In the rat superior cervical sympathetic ganglion (SCG), alpha-bungarotoxin (alpha BT) demonstrates binding that is saturable and inhibited by nicotinic ligands. However, alpha BT does not inhibit the physiological response of ganglionic neurons to preganglionic stimulation or to exogenously applied acetylcholine. Thus the specificity of alpha BT for ganglionic nicotinic cholinergic receptors has been questioned. The present study provides a morphological localization of the binding sites of 125I-labelled alpha BT in the rat SCG using the method of Blackett and Parry on electron microscopic radioautographs.
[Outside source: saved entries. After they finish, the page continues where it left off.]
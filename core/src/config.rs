use serde::{Deserialize, Serialize};

/// Upper bound on the number of documents a single query returns.
pub const MAX_RESULT_DOCUMENT_COUNT: usize = 5;
/// Relevance values closer than this are treated as equal and ordered by rating.
pub const RELEVANCE_EPSILON: f64 = 1e-6;
/// Number of requests (one day of per-minute requests) kept by the request history.
pub const REQUEST_WINDOW: usize = 1440;

/// Ranking and history knobs. Missing fields fall back to the constants above.
#[derive(Debug, Clone, Copy, PartialEq, Serialize, Deserialize)]
#[serde(default)]
pub struct SearchConfig {
    pub max_result_document_count: usize,
    pub relevance_epsilon: f64,
    pub request_window: usize,
}

impl Default for SearchConfig {
    fn default() -> Self {
        Self {
            max_result_document_count: MAX_RESULT_DOCUMENT_COUNT,
            relevance_epsilon: RELEVANCE_EPSILON,
            request_window: REQUEST_WINDOW,
        }
    }
}

#[cfg(test)]
mod tests {
    use super::*;

    #[test]
    fn defaults_match_constants() {
        let cfg = SearchConfig::default();
        assert_eq!(cfg.max_result_document_count, 5);
        assert_eq!(cfg.relevance_epsilon, 1e-6);
        assert_eq!(cfg.request_window, 1440);
    }

    #[test]
    fn partial_json_keeps_defaults() {
        let cfg: SearchConfig = serde_json::from_str(r#"{ "max_result_document_count": 10 }"#).unwrap();
        assert_eq!(cfg.max_result_document_count, 10);
        assert_eq!(cfg.request_window, REQUEST_WINDOW);
    }
}
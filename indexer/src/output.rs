use search_core::{paginate, Document, DocumentId, DocumentStatus};
use std::fmt::Display;
use std::io::{self, Write};

/// `[a, b, c]`
pub fn join_list<T: Display>(items: &[T]) -> String {
    let parts: Vec<String> = items.iter().map(|i| i.to_string()).collect();
    format!("[{}]", parts.join(", "))
}

pub fn write_documents<W: Write>(out: &mut W, docs: &[Document]) -> io::Result<()> {
    for doc in docs {
        writeln!(out, "{doc}")?;
    }
    Ok(())
}

/// A `Page i` header (from 1) before each page, then one document per line.
pub fn write_pages<W: Write>(out: &mut W, docs: &[Document], page_size: usize) -> io::Result<()> {
    for (i, page) in paginate(docs, page_size).iter().enumerate() {
        writeln!(out, "Page {}", i + 1)?;
        write_documents(out, page)?;
    }
    Ok(())
}

pub fn write_match<W: Write>(
    out: &mut W,
    id: DocumentId,
    words: &[String],
    status: DocumentStatus,
) -> io::Result<()> {
    writeln!(out, "{{ document_id = {id}, status = {status}, words = {} }}", words.join(" "))
}

#[cfg(test)]
mod tests {
    use super::*;

    #[test]
    fn join_list_brackets() {
        assert_eq!(join_list(&[1, 2, 3]), "[1, 2, 3]");
        assert_eq!(join_list::<u8>(&[]), "[]");
    }

    #[test]
    fn pages_start_with_header() {
        let docs = [Document::new(1, 0.5, 2), Document::new(2, 0.25, 1), Document::new(3, 0.125, 0)];
        let mut buf = Vec::new();
        write_pages(&mut buf, &docs, 2).unwrap();
        let text = String::from_utf8(buf).unwrap();
        assert_eq!(
            text,
            "Page 1\n\
             { document_id = 1, relevance = 0.5, rating = 2 }\n\
             { document_id = 2, relevance = 0.25, rating = 1 }\n\
             Page 2\n\
             { document_id = 3, relevance = 0.125, rating = 0 }\n"
        );
    }

    #[test]
    fn match_line() {
        let mut buf = Vec::new();
        write_match(&mut buf, 2, &["curly".into(), "hair".into()], DocumentStatus::Active).unwrap();
        assert_eq!(String::from_utf8(buf).unwrap(), "{ document_id = 2, status = active, words = curly hair }\n");
    }
}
The distribution of grains resulting from specific binding was calculated by subtracting the nonspecific distribution (alpha BT in the presence of D-tubocurarine, a known nicotinic ligand) from the total grain distribution (alpha BT alone). A hypothetical grain distribution was obtained based on the geometrical properties of the tissue sections. A computer minimizing routine was employed to adjust the relative weights of each of the potential sources of hypothetical grains until a 'best-fit' with the real grain distributions occurred. The nonspecific binding of alpha BT was uniform across all tissue components, with the exception of a significant concentration on the membrane of the ganglion cell body. By contrast, the specific binding of alpha BT was highly localized to synaptic membranes, and to a lesser extent, to dendritic membranes.